Damit kam dann auch kurz vor dem Ende wirklich noch ein von allen beklagtes echtes Problem zur Sprache: Das Kartellamt hat bisher die Wünsche nach gemeinsamen Mediatheken für ARD und ZDF sowie für die RTL Gruppe und ProSiebenSat.1 nicht genehmigt. Das wurde von allen kritisiert, man sagte, das Kartellamt hätte eine völlig weltfremde Herangehensweise aus dem vergangenen Jahrhundert – die einzelnen deutschen Sender stünden immerhin mittlerweile in Konkurrenz zu weltmarktdominierenden amerikanischen Unternehmen wie Google, Apple und bald auch Amazon. Da könne es doch nicht sein, dass auf nationaler Ebene Bewertungen vorgenommen würden, obwohl diese längst im internationalen Vergleich stattfinden müsste. Claus Grewenig, Geschäftsführer des Verbandes Privater Rundfunk und Telemedien e. V. (VPRT), schilderte, wie kompetent sich das Kartellamt üblicherweise zu entsprechenden Anfragen äußert: „Bringen Sie das mal aller paar Monate wieder als Thema, die Marktlage kann sich ja jederzeit wieder ändern.“ Beistimmendes Nicken der Gäste im Podium.

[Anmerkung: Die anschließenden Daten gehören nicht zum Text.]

//! Rate limiter guard admitting at most N operations per refresh period.
//!
//! Time is divided into cycles of `limit_refresh_period`; each cycle grants
//! `limit_for_period` permissions. The accounting lives in a single atomic
//! word updated by compare-and-swap, so acquisition is lock-free and concurrent
//! acquirers never block each other on the hot path. When a cycle is
//! exhausted, callers may reserve a permission in a future cycle and wait for
//! it, up to their timeout; the reservation is encoded as a negative
//! permission count.
//!
//! ## Example
//!
//! ```
//! use rampart_ratelimiter::{RateLimiter, RateLimiterConfig};
//! use std::time::Duration;
//!
//! # fn main() -> Result<(), rampart_core::ConfigError> {
//! let config = RateLimiterConfig::builder()
//!     .limit_for_period(2)
//!     .limit_refresh_period(Duration::from_secs(3600))
//!     .timeout_duration(Duration::ZERO)
//!     .build()?;
//! let limiter = RateLimiter::new("api", config);
//!
//! assert!(limiter.get_permission(Duration::ZERO));
//! assert!(limiter.get_permission(Duration::ZERO));
//! assert!(!limiter.get_permission(Duration::ZERO));
//! # Ok(())
//! # }
//! ```
//!
//! ## Feature flags
//! - `tracing`: rejected acquisitions are logged with the `tracing` crate
//! - `metrics`: acquisition outcomes are counted with the `metrics` facade

use std::future::Future;
use std::sync::atomic::{AtomicU64, AtomicUsize, Ordering};
use std::sync::Arc;
use std::time::{Duration, SystemTime};

use rampart_core::{ConfigError, EventBus};

pub use config::{RateLimiterConfig, RateLimiterConfigBuilder};
pub use error::RateLimiterError;
pub use events::{FailedAcquireReason, RateLimiterEvent};
pub use registry::RateLimiterRegistry;

mod config;
mod error;
mod events;
mod limiter;
mod registry;

use limiter::AtomicCycleCore;

/// Point-in-time view of a limiter's accounting.
#[derive(Debug, Clone, Copy, PartialEq, Eq)]
pub struct RateLimiterMetrics {
    /// Permissions available in the current cycle; negative values are
    /// reservations already handed to waiting callers.
    pub available_permissions: i64,
    /// Callers currently sleeping until their reservation becomes valid.
    pub number_of_waiting_threads: usize,
    /// The wait computed for the most recent successful acquire.
    pub nanos_to_wait: u64,
}

/// A rate limiter guarding one logical resource.
///
/// Cloning is cheap and every clone shares the same accounting.
#[derive(Clone)]
pub struct RateLimiter {
    inner: Arc<Inner>,
}

struct Inner {
    name: String,
    core: AtomicCycleCore,
    timeout_nanos: AtomicU64,
    waiting: AtomicUsize,
    events: EventBus<RateLimiterEvent>,
}

fn saturating_nanos(duration: Duration) -> u64 {
    u64::try_from(duration.as_nanos()).unwrap_or(u64::MAX)
}

impl Inner {
    fn emit_success(&self, nanos_waited: u64) {
        #[cfg(feature = "metrics")]
        metrics::counter!(
            "ratelimiter_acquires_total",
            "ratelimiter" => self.name.clone(),
            "outcome" => "successful"
        )
        .increment(1);
        self.events.emit(&RateLimiterEvent::SuccessfulAcquire {
            name: self.name.clone(),
            created_at: SystemTime::now(),
            nanos_waited,
        });
    }

    fn emit_failed(&self, reason: FailedAcquireReason) {
        #[cfg(feature = "tracing")]
        tracing::debug!(ratelimiter = %self.name, ?reason, "permission not acquired");
        #[cfg(feature = "metrics")]
        metrics::counter!(
            "ratelimiter_acquires_total",
            "ratelimiter" => self.name.clone(),
            "outcome" => "failed"
        )
        .increment(1);
        self.events.emit(&RateLimiterEvent::FailedAcquire {
            name: self.name.clone(),
            created_at: SystemTime::now(),
            reason,
        });
    }
}

// Emits the cancellation event if the waiting caller never completed, which
// happens when the async wait is dropped mid-sleep. The reservation itself is
// reclaimed by the cycle accounting at the next refresh.
struct WaitGuard<'a> {
    inner: &'a Inner,
    completed: bool,
}

impl<'a> WaitGuard<'a> {
    fn new(inner: &'a Inner) -> Self {
        inner.waiting.fetch_add(1, Ordering::Relaxed);
        Self {
            inner,
            completed: false,
        }
    }
}

impl Drop for WaitGuard<'_> {
    fn drop(&mut self) {
        self.inner.waiting.fetch_sub(1, Ordering::Relaxed);
        if !self.completed {
            self.inner.emit_failed(FailedAcquireReason::Cancelled);
        }
    }
}

impl RateLimiter {
    /// Creates a limiter with the given name and configuration.
    pub fn new(name: impl Into<String>, config: RateLimiterConfig) -> Self {
        Self {
            inner: Arc::new(Inner {
                name: name.into(),
                core: AtomicCycleCore::new(
                    saturating_nanos(config.limit_refresh_period),
                    config.limit_for_period,
                ),
                timeout_nanos: AtomicU64::new(saturating_nanos(config.timeout_duration)),
                waiting: AtomicUsize::new(0),
                events: EventBus::new(),
            }),
        }
    }

    /// Creates a limiter with the default configuration.
    pub fn of_defaults(name: impl Into<String>) -> Self {
        Self::new(name, RateLimiterConfig::default())
    }

    /// Name of this instance, carried on every event.
    pub fn name(&self) -> &str {
        &self.inner.name
    }

    /// The currently effective configuration.
    pub fn config(&self) -> RateLimiterConfig {
        RateLimiterConfig {
            limit_refresh_period: Duration::from_nanos(self.inner.core.period_nanos()),
            limit_for_period: self.inner.core.limit(),
            timeout_duration: Duration::from_nanos(self.inner.timeout_nanos.load(Ordering::Relaxed)),
        }
    }

    /// The event stream of this instance.
    pub fn events(&self) -> &EventBus<RateLimiterEvent> {
        &self.inner.events
    }

    /// Current accounting snapshot.
    pub fn metrics(&self) -> RateLimiterMetrics {
        RateLimiterMetrics {
            available_permissions: self.inner.core.available_permissions(),
            number_of_waiting_threads: self.inner.waiting.load(Ordering::Relaxed),
            nanos_to_wait: self.inner.core.last_nanos_to_wait(),
        }
    }

    /// Replaces the default acquisition timeout.
    pub fn change_timeout_duration(&self, timeout: Duration) {
        self.inner
            .timeout_nanos
            .store(saturating_nanos(timeout), Ordering::Relaxed);
    }

    /// Replaces the per-cycle permission limit. Takes full effect at the next
    /// cycle refresh.
    pub fn change_limit_for_period(&self, limit: u32) -> Result<(), ConfigError> {
        if limit == 0 {
            return Err(ConfigError::new(
                "limit_for_period",
                "must be greater than 0",
            ));
        }
        if limit > i32::MAX as u32 {
            return Err(ConfigError::new(
                "limit_for_period",
                format!("must be at most {}", i32::MAX),
            ));
        }
        self.inner.core.set_limit(limit);
        Ok(())
    }

    /// Attempts to acquire one permission within `timeout`, blocking the
    /// calling thread while waiting for a reservation.
    ///
    /// Emits [`RateLimiterEvent::SuccessfulAcquire`] or
    /// [`RateLimiterEvent::FailedAcquire`] on return.
    pub fn get_permission(&self, timeout: Duration) -> bool {
        match self.inner.core.try_reserve(saturating_nanos(timeout)) {
            Err(_) => {
                self.inner.emit_failed(FailedAcquireReason::Timeout);
                false
            }
            Ok(0) => {
                self.inner.emit_success(0);
                true
            }
            Ok(nanos) => {
                self.inner.waiting.fetch_add(1, Ordering::Relaxed);
                std::thread::sleep(Duration::from_nanos(nanos));
                self.inner.waiting.fetch_sub(1, Ordering::Relaxed);
                self.inner.emit_success(nanos);
                true
            }
        }
    }

    /// Async form of [`get_permission`](Self::get_permission); suspends
    /// instead of blocking while waiting.
    ///
    /// If the returned future is dropped during the wait, a
    /// [`RateLimiterEvent::FailedAcquire`] event with
    /// [`FailedAcquireReason::Cancelled`] is emitted and no successful event
    /// follows.
    pub async fn get_permission_async(&self, timeout: Duration) -> bool {
        match self.inner.core.try_reserve(saturating_nanos(timeout)) {
            Err(_) => {
                self.inner.emit_failed(FailedAcquireReason::Timeout);
                false
            }
            Ok(0) => {
                self.inner.emit_success(0);
                true
            }
            Ok(nanos) => {
                let mut guard = WaitGuard::new(&self.inner);
                tokio::time::sleep(Duration::from_nanos(nanos)).await;
                guard.completed = true;
                drop(guard);
                self.inner.emit_success(nanos);
                true
            }
        }
    }

    /// Acquires with the configured default timeout.
    pub fn acquire(&self) -> bool {
        self.get_permission(Duration::from_nanos(
            self.inner.timeout_nanos.load(Ordering::Relaxed),
        ))
    }

    /// Async form of [`acquire`](Self::acquire).
    pub async fn acquire_async(&self) -> bool {
        let timeout = Duration::from_nanos(self.inner.timeout_nanos.load(Ordering::Relaxed));
        self.get_permission_async(timeout).await
    }

    /// Runs `f` once a permission is acquired with the configured timeout.
    ///
    /// Returns [`RateLimiterError::RequestNotPermitted`] without running `f`
    /// when no permission became available.
    pub fn call<T, E, F>(&self, f: F) -> Result<T, RateLimiterError<E>>
    where
        F: FnOnce() -> Result<T, E>,
    {
        if !self.acquire() {
            return Err(RateLimiterError::RequestNotPermitted {
                name: self.inner.name.clone(),
            });
        }
        f().map_err(RateLimiterError::Inner)
    }

    /// Async form of [`call`](Self::call).
    pub async fn call_async<T, E, F, Fut>(&self, f: F) -> Result<T, RateLimiterError<E>>
    where
        F: FnOnce() -> Fut,
        Fut: Future<Output = Result<T, E>>,
    {
        if !self.acquire_async().await {
            return Err(RateLimiterError::RequestNotPermitted {
                name: self.inner.name.clone(),
            });
        }
        f().await.map_err(RateLimiterError::Inner)
    }
}

/// Wraps `f` so every invocation first acquires a permission from `limiter`.
pub fn decorate<T, E, F>(
    limiter: RateLimiter,
    mut f: F,
) -> impl FnMut() -> Result<T, RateLimiterError<E>>
where
    F: FnMut() -> Result<T, E>,
{
    move || limiter.call(&mut f)
}
use std::time::{Duration, SystemTime};

use rampart_core::GuardEvent;

/// Events emitted by a retry instance.
#[derive(Debug, Clone)]
pub enum RetryEvent {
    /// An attempt failed and will be retried after `wait`.
    Retry {
        name: String,
        created_at: SystemTime,
        /// Number of attempts made so far.
        attempt: u32,
        /// Rendered form of the failed attempt's error; absent when the
        /// retry was triggered by the result predicate.
        error: Option<String>,
        /// Wait before the next attempt.
        wait: Duration,
    },
    /// The operation succeeded after at least one retry.
    Success {
        name: String,
        created_at: SystemTime,
        attempts: u32,
    },
    /// The operation failed after exhausting all attempts.
    Error {
        name: String,
        created_at: SystemTime,
        attempts: u32,
        error: String,
    },
    /// An error was not retried because the retry predicate rejected it.
    IgnoredError {
        name: String,
        created_at: SystemTime,
        error: String,
    },
}

impl GuardEvent for RetryEvent {
    fn event_type(&self) -> &'static str {
        match self {
            RetryEvent::Retry { .. } => "Retry",
            RetryEvent::Success { .. } => "Success",
            RetryEvent::Error { .. } => "Error",
            RetryEvent::IgnoredError { .. } => "IgnoredError",
        }
    }

    fn created_at(&self) -> SystemTime {
        match self {
            RetryEvent::Retry { created_at, .. }
            | RetryEvent::Success { created_at, .. }
            | RetryEvent::Error { created_at, .. }
            | RetryEvent::IgnoredError { created_at, .. } => *created_at,
        }
    }

    fn guard_name(&self) -> &str {
        match self {
            RetryEvent::Retry { name, .. }
            | RetryEvent::Success { name, .. }
            | RetryEvent::Error { name, .. }
            | RetryEvent::IgnoredError { name, .. } => name,
        }
    }
}
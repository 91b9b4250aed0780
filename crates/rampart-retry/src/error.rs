use thiserror::Error;

/// Errors returned by the retry decorators.
#[derive(Debug, Error)]
pub enum RetryError<E> {
    /// Every attempt failed; `source` is the last attempt's error.
    #[error("retries exhausted after {attempts} attempts")]
    MaxRetriesExceeded {
        /// How many times the protected function ran.
        attempts: u32,
        /// The error of the final attempt.
        #[source]
        source: E,
    },

    /// The first matching error was not retryable and is surfaced unchanged.
    #[error(transparent)]
    Inner(E),
}

impl<E> RetryError<E> {
    /// Returns true if all attempts were used up.
    pub fn is_max_retries_exceeded(&self) -> bool {
        matches!(self, RetryError::MaxRetriesExceeded { .. })
    }

    /// Returns the underlying error from either variant.
    pub fn into_inner(self) -> E {
        match self {
            RetryError::MaxRetriesExceeded { source, .. } => source,
            RetryError::Inner(e) => e,
        }
    }
}
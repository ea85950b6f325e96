//! Search query language.
//!
//! # Supported syntax
//!
//! - `word`: the word appears in the default field (`body`)
//! - `subject:word`, `from:word`, `to:word`, `date:word`, `body:word`
//! - `"exact phrase"` / `subject:"two words"`: every word must appear
//! - `~label`: the document carries the label (labels are case-sensitive)
//! - `-term`: NOT
//! - `term1 term2`: implicit AND
//! - `term1 OR term2`: OR between AND-groups
//!
//! Words are lower-cased; labels are matched exactly.

use std::fmt;

use super::{is_valid_label, words, DEFAULT_FIELD, FIELDS};
use crate::error::{ArchiveError, Result};

/// A parsed query. Composable with [`Query::and`] and [`Query::negate`].
#[derive(Debug, Clone, PartialEq, Eq)]
pub enum Query {
    /// A single lower-cased word in a field.
    Term { field: String, word: String },
    /// Presence of a label tag.
    Label(String),
    /// All sub-queries match. The empty conjunction matches every document.
    And(Vec<Query>),
    /// Any sub-query matches.
    Or(Vec<Query>),
    Not(Box<Query>),
}

impl Query {
    /// Parse a query string, with bare words searching `default_field`.
    pub fn parse(default_field: &str, input: &str) -> Result<Query> {
        let err = |reason: &str| ArchiveError::QueryParse {
            query: input.to_string(),
            reason: reason.to_string(),
        };

        let tokens = tokenize(input).map_err(|r| err(&r))?;
        if tokens.is_empty() {
            return Err(err("empty query"));
        }

        let mut groups: Vec<Vec<Query>> = vec![Vec::new()];
        for token in &tokens {
            if token == "OR" {
                if groups.last().is_some_and(|g| g.is_empty()) {
                    return Err(err("OR without a left-hand term"));
                }
                groups.push(Vec::new());
                continue;
            }
            let clause = parse_token(default_field, token).map_err(|r| err(&r))?;
            if let Some(group) = groups.last_mut() {
                group.push(clause);
            }
        }
        if groups.last().is_some_and(|g| g.is_empty()) {
            return Err(err("OR without a right-hand term"));
        }

        let mut alternatives: Vec<Query> = groups.into_iter().map(conjoin).collect();
        Ok(if alternatives.len() == 1 {
            alternatives.remove(0)
        } else {
            Query::Or(alternatives)
        })
    }

    /// Shorthand for [`Query::parse`] on the default field.
    pub fn parse_default(input: &str) -> Result<Query> {
        Self::parse(DEFAULT_FIELD, input)
    }

    pub fn label(label: &str) -> Query {
        Query::Label(label.to_string())
    }

    #[cfg(test)]
    pub(crate) fn everything() -> Query {
        Query::And(Vec::new())
    }

    /// Conjoin, flattening nested conjunctions.
    pub fn and(self, other: Query) -> Query {
        let mut parts = match self {
            Query::And(v) => v,
            q => vec![q],
        };
        match other {
            Query::And(v) => parts.extend(v),
            q => parts.push(q),
        }
        Query::And(parts)
    }

    pub fn negate(self) -> Query {
        Query::Not(Box::new(self))
    }
}

fn conjoin(mut clauses: Vec<Query>) -> Query {
    if clauses.len() == 1 {
        clauses.remove(0)
    } else {
        Query::And(clauses)
    }
}

fn parse_token(default_field: &str, token: &str) -> std::result::Result<Query, String> {
    let (negated, token) = match token.strip_prefix('-') {
        Some("") => return Err("dangling '-'".into()),
        Some(rest) => (true, rest),
        None => (false, token),
    };

    let clause = if let Some(label) = token.strip_prefix('~') {
        if !is_valid_label(label) {
            return Err(format!("invalid label {label:?}"));
        }
        Query::label(label)
    } else {
        let (field, value) = match token.split_once(':') {
            Some((f, v)) if !token.starts_with('"') => {
                let f = f.to_lowercase();
                if !FIELDS.contains(&f.as_str()) {
                    return Err(format!("unknown field {f:?}"));
                }
                (f, v)
            }
            _ => (default_field.to_string(), token),
        };
        let unquoted = value.trim_matches('"');
        let terms: Vec<Query> = words(unquoted)
            .into_iter()
            .map(|word| Query::Term {
                field: field.clone(),
                word,
            })
            .collect();
        if terms.is_empty() {
            return Err(format!("no searchable words in {token:?}"));
        }
        conjoin(terms)
    };

    Ok(if negated { clause.negate() } else { clause })
}

/// Tokenize input respecting quoted strings.
fn tokenize(input: &str) -> std::result::Result<Vec<String>, String> {
    let mut tokens = Vec::new();
    let mut current = String::new();
    let mut in_quotes = false;

    for ch in input.trim().chars() {
        if ch == '"' {
            in_quotes = !in_quotes;
            current.push(ch);
        } else if ch.is_whitespace() && !in_quotes {
            if !current.is_empty() {
                tokens.push(std::mem::take(&mut current));
            }
        } else {
            current.push(ch);
        }
    }
    if in_quotes {
        return Err("unterminated quote".into());
    }
    if !current.is_empty() {
        tokens.push(current);
    }
    Ok(tokens)
}

impl fmt::Display for Query {
    fn fmt(&self, f: &mut fmt::Formatter<'_>) -> fmt::Result {
        match self {
            Query::Term { field, word } => write!(f, "{field}:\"{word}\""),
            Query::Label(l) => write!(f, "~{l}"),
            Query::Not(q) => write!(f, "-{q}"),
            Query::And(parts) if parts.is_empty() => f.write_str("*"),
            Query::And(parts) | Query::Or(parts) => {
                let op = if matches!(self, Query::And(_)) { " AND " } else { " OR " };
                f.write_str("(")?;
                for (i, p) in parts.iter().enumerate() {
                    if i > 0 {
                        f.write_str(op)?;
                    }
                    write!(f, "{p}")?;
                }
                f.write_str(")")
            }
        }
    }
}

#[cfg(test)]
mod tests {
    use super::*;

    fn term(field: &str, word: &str) -> Query {
        Query::Term {
            field: field.into(),
            word: word.into(),
        }
    }

    #[test]
    fn test_parse_simple_query() {
        assert_eq!(Query::parse_default("Hello").unwrap(), term("body", "hello"));
    }

    #[test]
    fn test_parse_field_and_label() {
        let q = Query::parse_default("subject:budget ~work").unwrap();
        assert_eq!(
            q,
            Query::And(vec![term("subject", "budget"), Query::label("work")])
        );
    }

    #[test]
    fn test_parse_negation() {
        let q = Query::parse_default("-~deleted").unwrap();
        assert_eq!(q, Query::label("deleted").negate());
    }

    #[test]
    fn test_parse_or_groups() {
        let q = Query::parse_default("from:alice OR from:bob ~urgent").unwrap();
        assert_eq!(
            q,
            Query::Or(vec![
                term("from", "alice"),
                Query::And(vec![term("from", "bob"), Query::label("urgent")]),
            ])
        );
    }

    #[test]
    fn test_parse_quoted_phrase_requires_all_words() {
        let q = Query::parse_default("subject:\"Hello World\"").unwrap();
        assert_eq!(
            q,
            Query::And(vec![term("subject", "hello"), term("subject", "world")])
        );
    }

    #[test]
    fn test_parse_errors() {
        for bad in ["", "   ", "\"open", "OR x", "x OR", "nope:x", "~", "~a:b", "-", "!!!"] {
            let err = Query::parse_default(bad).unwrap_err();
            assert!(err.is_caller_error(), "{bad:?} should be a caller error");
        }
    }

    #[test]
    fn test_and_flattens() {
        let q = Query::parse_default("a b")
            .unwrap()
            .and(Query::label("deleted").negate());
        match q {
            Query::And(parts) => assert_eq!(parts.len(), 3),
            other => panic!("expected And, got {other:?}"),
        }
    }

    #[test]
    fn test_display() {
        let q = Query::parse_default("hello -~spam").unwrap();
        assert_eq!(q.to_string(), "(body:\"hello\" AND -~spam)");
        assert_eq!(Query::everything().to_string(), "*");
    }
}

„Und? Haben Sie heute schon etwas neues erfahren?“, fragte anschließend beim Mittagsbuffet eine Frau ihren Kollegen. Ihn hatte ich auch in der gerade erlebten Veranstaltung gesehen. „Nein“, meinte er. „Absolut nichts.“

5 Comments

  1. „Beim MDR hat man ein „crossmediales“ Jugendprojekt getestet, mit Internetplattform, welche u.a. mit Video- und Radiostream lief, das sei bei den Jugendlichen gut angekommen.“

    Wurde gesagt, welches Jugendprojekt das gewesen sein soll? Kann mich an keines erinnern und habe beim Recherchieren nur eins in Planung entdeckt (http://www.flurfunk-dresden.de/2014/02/12/mdr-rundfunkrat-resolution-fuer-trimediales-jugendangebot/) sowie eines, bei dem ein bisschen getwittert werden musste (http://crossmedia.wasmitmedien.de/?p=230).

  2. Nein, das wurde nicht konkret genannt. Mir fiel dort auch nur ein, dass ich im Flurfunk einmal etwas über so etwas gelesen hatte – das dürfte wohl derselbe Artikel gewesen sein. Nebenbei: Ich finde ja immer solche bedeutungsvoll klingenden Begriffe wie „trimedial“ oder „crossmedial“ sehr amüsant 🙂

  3. Seltsam, dass der MDR so ein Geheimnis aus seinem „crossmedialen Medienangebot“ macht, wenn es doch angeblich so gut bei den Jugendlichen angekommen ist.

  4. Ach, das klang für mich eher so, als wolle man es lediglich noch nicht so großartig bewerben, solange es noch nicht fertig ist. Wäre für mich nachvollziehbar.